A dummy datasets and not convex

import numpy
import pandas
import matplotlib.pyplot as plt
from sklearn.linear_model import LogisticRegression
from sklearn.ensemble import RandomForestClassifier
from mlinsights.mlmodel import ClassifierAfterKMeans

Xs = []
Ys = []
n = 20
for i in range(5):
    for j in range(4):
        x1 = numpy.random.rand(n) + i * 1.1
        x2 = numpy.random.rand(n) + j * 1.1
        Xs.append(numpy.vstack([x1, x2]).T)
        cl = numpy.random.randint(0, 4)
        Ys.extend([cl for i in range(n)])
X = numpy.vstack(Xs)
Y = numpy.array(Ys)
X.shape, Y.shape, set(Y)
((400, 2), (400,), {np.int64(0), np.int64(1), np.int64(2), np.int64(3)})
fig, ax = plt.subplots(1, 1, figsize=(6, 4))
for i in set(Y):
    ax.plot(
        X[i == Y, 0], X[i == Y, 1], "o", label="cl%d" % i, color=plt.cm.tab20.colors[i]
    )
ax.legend()
ax.set_title("Classification not convex")
Classification not convex
Text(0.5, 1.0, 'Classification not convex')

One function to plot classification in 2D

def draw_border(
    clr,
    X,
    y,
    fct=None,
    incx=1,
    incy=1,
    figsize=None,
    border=True,
    clusters=None,
    ax=None,
):
    # see https://sashat.me/2017/01/11/list-of-20-simple-distinct-colors/
    # https://matplotlib.org/examples/color/colormaps_reference.html

    h = 0.02  # step size in the mesh
    # Plot the decision boundary.
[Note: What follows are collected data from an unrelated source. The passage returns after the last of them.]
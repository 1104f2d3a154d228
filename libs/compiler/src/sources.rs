//! Transitive import resolution for multi-file compilation.

use std::collections::{BTreeMap, BTreeSet};
use std::io;
use std::path::{Path, PathBuf};

use once_cell::sync::Lazy;
use regex::Regex;

use crate::internal::errors::{Error, Result};
use crate::internal::path::{canonicalize_path, resolve_logical_import, to_logical};
use crate::internal::source_text::strip_comments;

static IMPORT: Lazy<Regex> = Lazy::new(|| {
  Regex::new(r#"(?s)\bimport\s+(?:[^;"']*?\s+from\s+)?["']([^"']+)["']"#)
    .expect("valid import regex")
});

#[derive(Debug, Clone, PartialEq, Eq)]
pub struct SourceUnit {
  pub logical_path: String,
  pub content: String,
}

/// Every source unit reachable from an entry file, keyed by logical path.
#[derive(Debug, Clone)]
pub struct SourceSet {
  entry: String,
  units: BTreeMap<String, SourceUnit>,
}

impl SourceSet {
  pub fn entry(&self) -> &str {
    &self.entry
  }

  pub fn get(&self, logical_path: &str) -> Option<&SourceUnit> {
    self.units.get(logical_path)
  }

  pub fn content(&self, logical_path: &str) -> Option<&str> {
    self.units.get(logical_path).map(|unit| unit.content.as_str())
  }

  pub fn iter(&self) -> impl Iterator<Item = &SourceUnit> {
    self.units.values()
  }

  pub fn paths(&self) -> impl Iterator<Item = &str> {
    self.units.keys().map(String::as_str)
  }

  pub fn len(&self) -> usize {
    self.units.len()
  }

  pub fn is_empty(&self) -> bool {
    self.units.is_empty()
  }
}

/// Read access to sources by logical path.
pub trait SourceProvider {
  fn read(&self, logical_path: &str) -> io::Result<String>;

  fn resolve_import(&self, importer: &str, import: &str) -> String {
    resolve_logical_import(importer, import)
  }
}

/// Sources on disk. Logical paths are relative to `base_dir`; paths missing
/// there are looked up as Node packages (`node_modules`).
#[derive(Debug, Clone)]
pub struct FsSourceProvider {
  base_dir: PathBuf,
}

impl FsSourceProvider {
  pub fn new(base_dir: impl Into<PathBuf>) -> Self {
    Self {
      base_dir: base_dir.into(),
    }
  }

  /// Builds a provider rooted at the entry file's directory and returns the entry's logical path.
  pub fn for_entry(entry: &Path) -> Result<(Self, String)> {
    if !entry.is_file() {
      return Err(Error::io(entry, "no such file"));
    }
    let canonical = canonicalize_path(entry);
    let base_dir = canonical
      .parent()
      .map(Path::to_path_buf)
      .unwrap_or_else(|| PathBuf::from("."));
    let logical = to_logical(&base_dir, &canonical);
    Ok((Self::new(base_dir), logical))
  }

  fn locate(&self, logical_path: &str) -> io::Result<PathBuf> {
    let direct = self.base_dir.join(logical_path);
    if direct.is_file() {
      return Ok(direct);
    }
    node_resolve::resolve_from(logical_path, self.base_dir.clone())
      .map_err(|err| io::Error::new(io::ErrorKind::NotFound, err.to_string()))
  }
}

impl SourceProvider for FsSourceProvider {
  fn read(&self, logical_path: &str) -> io::Result<String> {
    let path = self.locate(logical_path)?;
    std::fs::read_to_string(path)
  }
}

/// Import paths declared by `source`, in declaration order.
pub fn parse_imports(source: &str) -> Vec<String> {
  let stripped = strip_comments(source);
  IMPORT
    .captures_iter(&stripped)
    .map(|captures| captures[1].to_string())
    .collect()
}

/// Walks imports depth-first from `entry`, reading every distinct logical path once.
pub fn resolve(entry: &str, provider: &impl SourceProvider) -> Result<SourceSet> {
  let content = provider
    .read(entry)
    .map_err(|err| Error::io(entry, err))?;

  let mut units = BTreeMap::new();
  let mut visited = BTreeSet::from([entry.to_string()]);
  let mut pending = vec![SourceUnit {
    logical_path: entry.to_string(),
    content,
  }];

  while let Some(unit) = pending.pop() {
    for import in parse_imports(&unit.content) {
      let logical = provider.resolve_import(&unit.logical_path, &import);
      if !visited.insert(logical.clone()) {
        continue;
      }
      let content = provider
        .read(&logical)
        .map_err(|_| Error::ImportNotFound {
          import: import.clone(),
          importer: unit.logical_path.clone(),
        })?;
      tracing::trace!(import = %logical, importer = %unit.logical_path, "resolved import");
      pending.push(SourceUnit {
        logical_path: logical,
        content,
      });
    }
    units.insert(unit.logical_path.clone(), unit);
  }

  tracing::debug!(entry, count = units.len(), "resolved sources");
  Ok(SourceSet {
    entry: entry.to_string(),
    units,
  })
}
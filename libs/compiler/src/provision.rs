//! Fetches solc snapshots from the official binaries mirror and keeps them in a
//! per-version on-disk cache.

use std::fs;
use std::io::Write;
use std::path::{Path, PathBuf};
use std::time::Duration;

use foundry_compilers::solc::Solc;
use reqwest::blocking::Client;
use semver::Version;
use sha2::{Digest, Sha256};
use tempfile::NamedTempFile;

use crate::internal::errors::{Error, Result};
use crate::release::{CompilerRelease, ReleaseIndex};

pub const DEFAULT_BINARIES_URL: &str = "https://binaries.soliditylang.org";

const INDEX_FILE: &str = "list.json";
const MAX_DOWNLOAD_ATTEMPTS: usize = 2;
const REQUEST_TIMEOUT: Duration = Duration::from_secs(120);

/// Directory name of the current platform on the binaries mirror.
pub fn platform() -> &'static str {
  if cfg!(target_os = "windows") {
    "windows-amd64"
  } else if cfg!(target_os = "macos") {
    "macosx-amd64"
  } else {
    "linux-amd64"
  }
}

fn binary_name() -> &'static str {
  if cfg!(target_os = "windows") {
    "solc.exe"
  } else {
    "solc"
  }
}

#[derive(Debug, Clone, PartialEq, Eq)]
pub enum FetchError {
  /// Network fault or server-side failure; worth one more attempt.
  Transient(String),
  /// The request can never succeed (missing file, forbidden).
  Permanent(String),
}

impl FetchError {
  fn reason(&self) -> &str {
    match self {
      FetchError::Transient(reason) | FetchError::Permanent(reason) => reason,
    }
  }
}

/// Transport used to pull the release index and snapshot binaries.
pub trait SnapshotFetcher {
  fn fetch(&self, url: &str) -> std::result::Result<Vec<u8>, FetchError>;
}

pub struct HttpFetcher {
  client: Client,
}

impl HttpFetcher {
  pub fn new() -> Result<Self> {
    let client = Client::builder()
      .timeout(REQUEST_TIMEOUT)
      .user_agent(concat!("sabre/", env!("CARGO_PKG_VERSION")))
      .build()
      .map_err(|err| Error::ReleaseIndex(format!("failed to build HTTP client: {err}")))?;
    Ok(Self { client })
  }
}

impl SnapshotFetcher for HttpFetcher {
  fn fetch(&self, url: &str) -> std::result::Result<Vec<u8>, FetchError> {
    let response = self
      .client
      .get(url)
      .send()
      .map_err(|err| FetchError::Transient(err.to_string()))?;

    let status = response.status();
    if status.is_client_error() && status.as_u16() != 429 {
      return Err(FetchError::Permanent(format!("{url} returned {status}")));
    }
    if !status.is_success() {
      return Err(FetchError::Transient(format!("{url} returned {status}")));
    }

    response
      .bytes()
      .map(|bytes| bytes.to_vec())
      .map_err(|err| FetchError::Transient(err.to_string()))
  }
}

#[derive(Debug, Clone)]
pub struct ProvisionerConfig {
  pub cache_dir: PathBuf,
  pub binaries_url: String,
  pub platform: String,
  /// Also accept binaries installed by `svm` before downloading.
  pub svm_lookup: bool,
}

impl ProvisionerConfig {
  pub fn new(cache_dir: impl Into<PathBuf>) -> Self {
    Self {
      cache_dir: cache_dir.into(),
      binaries_url: DEFAULT_BINARIES_URL.to_string(),
      platform: platform().to_string(),
      svm_lookup: true,
    }
  }

  /// Platform cache directory, e.g. `~/.cache/sabre/solc` on Linux.
  pub fn default_cache_dir() -> Option<PathBuf> {
    directories::ProjectDirs::from("io", "sabre", "sabre").map(|dirs| dirs.cache_dir().join("solc"))
  }

  fn platform_url(&self, file: &str) -> String {
    format!(
      "{}/{}/{}",
      self.binaries_url.trim_end_matches('/'),
      self.platform,
      file
    )
  }
}

/// A snapshot binary present on disk, not yet probed.
#[derive(Debug, Clone, PartialEq, Eq)]
pub struct ProvisionedCompiler {
  pub version: Version,
  pub path: PathBuf,
}

pub struct CompilerProvisioner<F = HttpFetcher> {
  config: ProvisionerConfig,
  fetcher: F,
}

impl<F: SnapshotFetcher> CompilerProvisioner<F> {
  pub fn new(config: ProvisionerConfig, fetcher: F) -> Self {
    Self { config, fetcher }
  }

  /// Fetches the platform release index. A fresh copy is written to the cache;
  /// when the mirror is unreachable the cached copy is used instead.
  pub fn release_index(&self) -> Result<ReleaseIndex> {
    let url = self.config.platform_url(INDEX_FILE);
    let cached = self.config.cache_dir.join(INDEX_FILE);

    match self.fetch_with_retry(&url) {
      Ok(bytes) => {
        let text = String::from_utf8_lossy(&bytes);
        let index = ReleaseIndex::from_json(&text)?;
        if let Err(err) = persist_atomically(&cached, &bytes, false) {
          tracing::warn!(error = %err, "could not cache solc release index");
        }
        Ok(index)
      }
      Err(fetch_error) => match fs::read_to_string(&cached) {
        Ok(text) => {
          tracing::warn!(
            reason = fetch_error.reason(),
            "solc release index unavailable, using cached copy"
          );
          ReleaseIndex::from_json(&text)
        }
        Err(_) => Err(Error::ReleaseIndex(fetch_error.reason().to_string())),
      },
    }
  }

  /// Returns a local binary for `release`, downloading it on a cache miss.
  pub fn provision(&self, release: &CompilerRelease) -> Result<ProvisionedCompiler> {
    let version = release.resolved_version.clone();
    let target = self.cached_path(&version);

    if target.is_file() {
      tracing::debug!(%version, path = %target.display(), "solc cache hit");
      return Ok(ProvisionedCompiler {
        version,
        path: target,
      });
    }

    if self.config.svm_lookup {
      if let Ok(Some(solc)) = Solc::find_svm_installed_version(&version) {
        tracing::debug!(%version, path = %solc.solc.display(), "using svm installed solc");
        return Ok(ProvisionedCompiler {
          version,
          path: solc.solc,
        });
      }
    }

    tracing::info!(%version, "downloading solc");
    let bytes = self.download(release)?;
    persist_atomically(&target, &bytes, true).map_err(|err| Error::DownloadFailed {
      version: version.to_string(),
      reason: format!("failed to write {}: {err}", target.display()),
    })?;

    Ok(ProvisionedCompiler {
      version,
      path: target,
    })
  }

  fn cached_path(&self, version: &Version) -> PathBuf {
    self
      .config
      .cache_dir
      .join(version.to_string())
      .join(binary_name())
  }

  fn download(&self, release: &CompilerRelease) -> Result<Vec<u8>> {
    let url = self.config.platform_url(&release.artifact_locator);
    let failed = |reason: String| Error::DownloadFailed {
      version: release.resolved_version.to_string(),
      reason,
    };

    let mut last_reason = String::new();
    for attempt in 1..=MAX_DOWNLOAD_ATTEMPTS {
      match self.fetcher.fetch(&url) {
        Ok(bytes) => match verify_digest(&bytes, release.sha256.as_deref()) {
          Ok(()) => return Ok(bytes),
          Err(reason) => last_reason = reason,
        },
        Err(FetchError::Permanent(reason)) => return Err(failed(reason)),
        Err(FetchError::Transient(reason)) => last_reason = reason,
      }
      if attempt < MAX_DOWNLOAD_ATTEMPTS {
        tracing::warn!(url = %url, reason = %last_reason, "solc download failed, retrying");
      }
    }
    Err(failed(last_reason))
  }

  fn fetch_with_retry(&self, url: &str) -> std::result::Result<Vec<u8>, FetchError> {
    match self.fetcher.fetch(url) {
      Err(FetchError::Transient(reason)) => {
        tracing::warn!(url, reason = %reason, "fetch failed, retrying");
        self.fetcher.fetch(url)
      }
      other => other,
    }
  }
}

fn verify_digest(bytes: &[u8], expected: Option<&str>) -> std::result::Result<(), String> {
  let Some(expected) = expected else {
    return Ok(());
  };
  let actual = hex::encode(Sha256::digest(bytes));
  if actual.eq_ignore_ascii_case(expected) {
    Ok(())
  } else {
    Err(format!("checksum mismatch: expected {expected}, got {actual}"))
  }
}

/// Writes `bytes` next to `target` and renames it into place, so readers never
/// observe a partially written file.
fn persist_atomically(target: &Path, bytes: &[u8], executable: bool) -> std::io::Result<()> {
  let dir = target
    .parent()
    .ok_or_else(|| std::io::Error::other("cache path has no parent directory"))?;
  fs::create_dir_all(dir)?;

  let mut temp = NamedTempFile::new_in(dir)?;
  temp.write_all(bytes)?;
  temp.as_file().sync_all()?;
  if executable {
    mark_executable(temp.path())?;
  }

  match temp.persist(target) {
    Ok(_) => Ok(()),
    // another invocation finished the same download first
    Err(_) if target.is_file() => Ok(()),
    Err(err) => Err(err.error),
  }
}

#[cfg(unix)]
fn mark_executable(path: &Path) -> std::io::Result<()> {
  use std::os::unix::fs::PermissionsExt;
  fs::set_permissions(path, fs::Permissions::from_mode(0o755))
}

#[cfg(not(unix))]
fn mark_executable(_path: &Path) -> std::io::Result<()> {
  Ok(())
}
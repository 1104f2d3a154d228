//! Decoding of solc's compressed source maps and offset to line/column translation.

/// One instruction's source range. `file` is `-1` for compiler-generated code.
#[derive(Debug, Clone, Copy, PartialEq, Eq)]
pub struct SourceMapEntry {
  pub start: usize,
  pub length: usize,
  pub file: i64,
}

/// Expands a compressed map (`s:l:f:j:m;...`). Empty fields repeat the previous entry's value;
/// unparsable fields are treated as empty.
pub fn decode(map: &str) -> Vec<SourceMapEntry> {
  if map.is_empty() {
    return Vec::new();
  }

  let mut current = SourceMapEntry {
    start: 0,
    length: 0,
    file: -1,
  };
  map
    .split(';')
    .map(|item| {
      let mut fields = item.split(':');
      if let Some(start) = fields.next().and_then(|f| f.parse().ok()) {
        current.start = start;
      }
      if let Some(length) = fields.next().and_then(|f| f.parse().ok()) {
        current.length = length;
      }
      if let Some(file) = fields.next().and_then(|f| f.parse().ok()) {
        current.file = file;
      }
      current
    })
    .collect()
}

/// Byte offset of every instruction in a bytecode object. `PUSH1`..`PUSH32` carry 1 to 32
/// inline data bytes, so offsets inside push data are not instruction starts.
#[derive(Debug, Clone, Default, PartialEq, Eq)]
pub struct InstructionOffsets {
  starts: Vec<usize>,
}

impl InstructionOffsets {
  /// Walks hex bytecode, `0x` prefix optional. Only opcode bytes are parsed: library link
  /// placeholders sit inside `PUSH20` data and are skipped over.
  pub fn new(bytecode: &str) -> Self {
    let code = bytecode.strip_prefix("0x").unwrap_or(bytecode);
    let mut starts = Vec::new();
    let mut offset = 0;
    while let Some(opcode) = code
      .get(2 * offset..2 * offset + 2)
      .and_then(|byte| u8::from_str_radix(byte, 16).ok())
    {
      starts.push(offset);
      offset += 1 + push_width(opcode);
    }
    Self { starts }
  }

  /// Instruction number starting at `offset`, as indexed by the source map.
  pub fn instruction_at(&self, offset: usize) -> Option<usize> {
    self.starts.binary_search(&offset).ok()
  }

  pub fn len(&self) -> usize {
    self.starts.len()
  }

  pub fn is_empty(&self) -> bool {
    self.starts.is_empty()
  }
}

fn push_width(opcode: u8) -> usize {
  match opcode {
    0x60..=0x7f => usize::from(opcode - 0x5f),
    _ => 0,
  }
}

/// Line start offsets of a text, for 1-based line/column lookup.
#[derive(Debug, Clone)]
pub struct LineIndex<'a> {
  text: &'a str,
  line_starts: Vec<usize>,
}

impl<'a> LineIndex<'a> {
  pub fn new(text: &'a str) -> Self {
    let line_starts = std::iter::once(0)
      .chain(text.match_indices('\n').map(|(index, _)| index + 1))
      .collect();
    Self { text, line_starts }
  }

  /// 1-based line and column (in characters) of a byte offset; `None` past the end of the text.
  pub fn line_column(&self, offset: usize) -> Option<(usize, usize)> {
    if offset > self.text.len() {
      return None;
    }
    let line = self.line_starts.partition_point(|&start| start <= offset);
    let line_start = self.line_starts[line - 1];
    let column = self
      .text
      .get(line_start..offset)
      .map(|prefix| prefix.chars().count())
      .unwrap_or(offset - line_start);
    Some((line, column + 1))
  }
}
use std::collections::BTreeMap;

use foundry_compilers::artifacts::contract::Contract as FoundryContract;
use foundry_compilers::artifacts::error::{Error as FoundryCompilerError, Severity};
use foundry_compilers::artifacts::{BytecodeObject, CompilerOutput};
use serde::Serialize;
use serde_json::Value;

// -----------------------------------------------------------------------------
// Diagnostics
// -----------------------------------------------------------------------------

#[derive(Debug, Clone, Copy, Serialize, PartialEq, Eq)]
pub enum SeverityLevel {
  Error,
  Warning,
  Info,
}

#[derive(Clone, Debug, Serialize)]
pub struct SourceLocation {
  pub file: String,
  pub start: i32,
  pub end: i32,
}

#[derive(Clone, Debug, Serialize)]
#[serde(rename_all = "camelCase")]
pub struct Diagnostic {
  pub message: String,
  pub formatted_message: Option<String>,
  pub severity: SeverityLevel,
  pub error_type: String,
  pub error_code: Option<u64>,
  pub source_location: Option<SourceLocation>,
}

impl Diagnostic {
  /// Compiler-formatted text when present, otherwise `type: message` prefixed with the
  /// `file:start` of the location when one is known.
  pub fn render(&self) -> String {
    match (&self.formatted_message, &self.source_location) {
      (Some(formatted), _) => formatted.trim_end().to_string(),
      (None, Some(location)) => format!(
        "{}:{}: {}: {}",
        location.file, location.start, self.error_type, self.message
      ),
      (None, None) => format!("{}: {}", self.error_type, self.message),
    }
  }
}

pub(crate) fn diagnostics(output: &CompilerOutput) -> Vec<Diagnostic> {
  output.errors.iter().map(solc_error_to_diagnostic).collect()
}

fn solc_error_to_diagnostic(error: &FoundryCompilerError) -> Diagnostic {
  let severity = match error.severity {
    Severity::Error => SeverityLevel::Error,
    Severity::Warning => SeverityLevel::Warning,
    Severity::Info => SeverityLevel::Info,
  };

  Diagnostic {
    message: error.message.clone(),
    formatted_message: error.formatted_message.clone(),
    severity,
    error_type: error.r#type.clone(),
    error_code: error.error_code,
    source_location: error.source_location.as_ref().map(|loc| SourceLocation {
      file: loc.file.clone(),
      start: loc.start,
      end: loc.end,
    }),
  }
}

// -----------------------------------------------------------------------------
// Compiled artifact
// -----------------------------------------------------------------------------

/// Everything the analysis request needs from one compiled contract.
#[derive(Clone, Debug, Serialize)]
#[serde(rename_all = "camelCase")]
pub struct CompiledArtifact {
  pub contract_name: String,
  /// Logical path of the file declaring the contract.
  pub source_path: String,
  pub bytecode: String,
  pub source_map: String,
  pub deployed_bytecode: String,
  pub deployed_source_map: String,
  /// AST of the entry file.
  pub ast: Value,
  /// AST of every compiled source, keyed by logical path.
  pub source_asts: BTreeMap<String, Value>,
  /// Logical paths ordered by compiler source id; source map file indices point into it.
  pub source_list: Vec<String>,
  pub compiler_version: String,
}

/// Sources ordered by the id solc assigned them.
pub(crate) fn source_list(output: &CompilerOutput) -> Vec<String> {
  let mut entries: Vec<(u32, String)> = output
    .sources
    .iter()
    .map(|(path, source)| (source.id, path.to_string_lossy().to_string()))
    .collect();
  entries.sort();
  entries.into_iter().map(|(_, path)| path).collect()
}

pub(crate) fn source_asts(output: &CompilerOutput) -> BTreeMap<String, Value> {
  output
    .sources
    .iter()
    .filter_map(|(path, source)| {
      let ast = serde_json::to_value(source.ast.as_ref()?).ok()?;
      Some((path.to_string_lossy().to_string(), ast))
    })
    .collect()
}

/// Creation and runtime bytecode with their source maps.
pub(crate) struct ContractCode {
  pub bytecode: String,
  pub source_map: String,
  pub deployed_bytecode: String,
  pub deployed_source_map: String,
}

pub(crate) fn contract_code(contract: &FoundryContract) -> ContractCode {
  let evm = contract.evm.as_ref();
  let creation = evm.and_then(|evm| evm.bytecode.as_ref());
  let deployed = evm
    .and_then(|evm| evm.deployed_bytecode.as_ref())
    .and_then(|deployed| deployed.bytecode.as_ref());

  ContractCode {
    bytecode: creation
      .map(|bytecode| bytecode_hex(&bytecode.object))
      .unwrap_or_default(),
    source_map: creation
      .and_then(|bytecode| bytecode.source_map.clone())
      .unwrap_or_default(),
    deployed_bytecode: deployed
      .map(|bytecode| bytecode_hex(&bytecode.object))
      .unwrap_or_default(),
    deployed_source_map: deployed
      .and_then(|bytecode| bytecode.source_map.clone())
      .unwrap_or_default(),
  }
}

/// `0x`-prefixed hex; unlinked library placeholders are kept as emitted. Empty
/// objects (interfaces, abstract contracts) yield an empty string.
fn bytecode_hex(object: &BytecodeObject) -> String {
  let body = match object {
    BytecodeObject::Bytecode(bytes) => hex::encode(bytes.as_ref()),
    BytecodeObject::Unlinked(text) => text.trim_start_matches("0x").to_string(),
  };
  if body.is_empty() {
    String::new()
  } else {
    format!("0x{body}")
  }
}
For that, we will assign a color to each
    # point in the mesh [x_min, x_max]x[y_min, y_max].
    x_min, x_max = X[:, 0].min() - incx, X[:, 0].max() + incx
    y_min, y_max = X[:, 1].min() - incy, X[:, 1].max() + incy
    xx, yy = numpy.meshgrid(
        numpy.arange(x_min, x_max, h), numpy.arange(y_min, y_max, h)
    )
    if fct is None:
        Z = clr.predict(numpy.c_[xx.ravel(), yy.ravel()])
    else:
        Z = fct(clr, numpy.c_[xx.ravel(), yy.ravel()])

    # Put the result into a color plot
    cmap = plt.cm.tab20
    Z = Z.reshape(xx.shape)
    if ax is None:
        fig, ax = plt.subplots(1, 1, figsize=figsize or (4, 3))
    ax.pcolormesh(xx, yy, Z, cmap=cmap)

    # Plot also the training points
    ax.scatter(X[:, 0], X[:, 1], c=y, edgecolors="k", cmap=cmap)
    ax.set_xlabel("Sepal length")
    ax.set_ylabel("Sepal width")

    ax.set_xlim(xx.min(), xx.max())
    ax.set_ylim(yy.min(), yy.max())

    # Plot clusters
    if clusters is not None:
        mat = []
        ym = []
        for k, v in clusters.items():
            mat.append(v.cluster_centers_)
            ym.extend(k for i in range(v.cluster_centers_.shape[0]))
        cx = numpy.vstack(mat)
        ym = numpy.array(ym)
        ax.scatter(cx[:, 0], cx[:, 1], c=ym, edgecolors="y", cmap=cmap, s=300)
    return ax

Logistic Regression

clr = LogisticRegression(solver="lbfgs", multi_class="multinomial")
clr.fit(X, Y)
/home/xadupre/github/scikit-learn/sklearn/linear_model/_logistic.py:1242: FutureWarning: 'multi_class' was deprecated in version 1.5 and will be removed in 1.7. From then on, it will always use 'multinomial'. Leave it to its default value to avoid this warning.
  warnings.warn(
LogisticRegression(multi_class='multinomial')
In a Jupyter environment, please rerun this cell to show the HTML representation or trust the notebook.
On GitHub, the HTML representation is unable to render, please try loading this page with nbviewer.org.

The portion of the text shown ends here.